Discussion in 'VHDL' started by Marty Ryba, Feb 21, 2009.

  1. Marty Ryba

    Marty Ryba Guest

    Hi gang,

    I have an idea for a tweak of my FPGA design that involves essentially
    building a time interval counter. I found that there are some IP cores out
    there that get as much as 100ps resolution, but before I go that route I
    want to experiment with something "free" first, especially since I don't
    need any bells and whistles like embedded bus protocols or programmable
    timers. Neither of the signals I want to time between are synchronous with
    my main clock, so I'm thinking of generating a new DCM just for this purpose
    (I think I have a few left in my XC2V6000-5). Otherwise my fastest clock is
    either 133 MHz or maybe 204.8 MHz coming from an outside clock chip (I might
    be able to goose it to 409.6 MHz).

    My question is there any good "how to" on writing a counter so that it runs
    at a maximum clock rate for my chip? I perused the Xilinx site, and there
    were some very old articles on fast counters in antique chip architectures;
    they provide OrCAD macros(?); not even VHDL.

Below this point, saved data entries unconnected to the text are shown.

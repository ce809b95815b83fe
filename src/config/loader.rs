// src/config/loader.rs

use std::path::{Path, PathBuf};

use tracing::debug;

use crate::config::model::{ConfigFile, RawConfigFile};
use crate::errors::Result;

/// Default config file name, resolved against the current directory.
pub fn default_config_path() -> PathBuf {
    PathBuf::from("Simqueue.toml")
}

/// Read and deserialise the raw config from `path`.
pub fn load_from_path(path: &Path) -> Result<RawConfigFile> {
    let text = std::fs::read_to_string(path)?;
    let raw: RawConfigFile = toml::from_str(&text)?;
    Ok(raw)
}

/// Load the config from `path` and run it through validation.
pub fn load_and_validate(path: &Path) -> Result<ConfigFile> {
    let raw = load_from_path(path)?;
    ConfigFile::try_from(raw)
}

/// Load the config from `path`, falling back to built-in defaults when the
/// file does not exist. Any other read or parse error is still reported.
pub fn load_or_default(path: &Path) -> Result<ConfigFile> {
    if !path.exists() {
        debug!(path = %path.display(), "config file not found, using defaults");
        return Ok(ConfigFile::default());
    }
    load_and_validate(path)
}

#[cfg(test)]
mod tests {
    use super::*;
    use std::io::Write;

    #[test]
    fn missing_file_yields_defaults() {
        let dir = tempfile::tempdir().unwrap();
        let cfg = load_or_default(&dir.path().join("nope.toml")).unwrap();
        assert_eq!(cfg.limits.max_batch_snapshots, 10);
        assert_eq!(cfg.store.path, PathBuf::from("simqueue.db"));
    }

    #[test]
    fn loads_partial_config() {
        let dir = tempfile::tempdir().unwrap();
        let path = dir.path().join("Simqueue.toml");
        let mut f = std::fs::File::create(&path).unwrap();
        writeln!(f, "[limits]\nmax_batch_snapshots = 4").unwrap();

        let cfg = load_and_validate(&path).unwrap();
        assert_eq!(cfg.limits.max_batch_snapshots, 4);
        assert_eq!(cfg.limits.max_stage_file_mb, 20);
    }

    #[test]
    fn unknown_keys_are_rejected() {
        let dir = tempfile::tempdir().unwrap();
        let path = dir.path().join("Simqueue.toml");
        std::fs::write(&path, "[limits]\nmax_snapshots = 4\n").unwrap();
        assert!(load_and_validate(&path).is_err());
    }
}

    So, do I just naively code the counter and pray that synthesis does the
    right things (I don't need a huge number of bits; my maximum time interval
    is maybe 80 ns), or are there some tricks needed to get optimum clock speed
    (what could I rationally expect in this FPGA?)?

    Thanks for your help,

    Marty
    Marty Ryba, Feb 21, 2009
    #1
    1. Advertising

  2. "Marty Ryba" <> wrote in
    news:vQHnl.665$:

    > Hi gang,
    >
    > I have an idea for a tweak of my FPGA design that involves
    > essentially
    > building a time interval counter. I found that there are some IP cores
    > out there that get as much as 100ps resolution, but before I go that
    > route I want to experiment with something "free" first, especially
    > since I don't need any bells and whistles like embedded bus protocols
    > or programmable timers. Neither of the signals I want to time between
    > are synchronous with my main clock, so I'm thinking of generating a
    > new DCM just for this purpose (I think I have a few left in my
    > XC2V6000-5). Otherwise my fastest clock is either 133 MHz or maybe
    > 204.8 MHz coming from an outside clock chip (I might be able to goose
    > it to 409.6 MHz).
    >
    > My question is there any good "how to" on writing a counter so that it
    > runs at a maximum clock rate for my chip? I perused the Xilinx site,
    > and there were some very old articles on fast counters in antique chip
    > architectures; they provide OrCAD macros(?); not even VHDL.
    >
    > So, do I just naively code the counter and pray that synthesis does
    > the right things (I don't need a huge number of bits; my maximum time
    > interval is maybe 80 ns), or are there some tricks needed to get
    > optimum clock speed (what could I rationally expect in this FPGA?)?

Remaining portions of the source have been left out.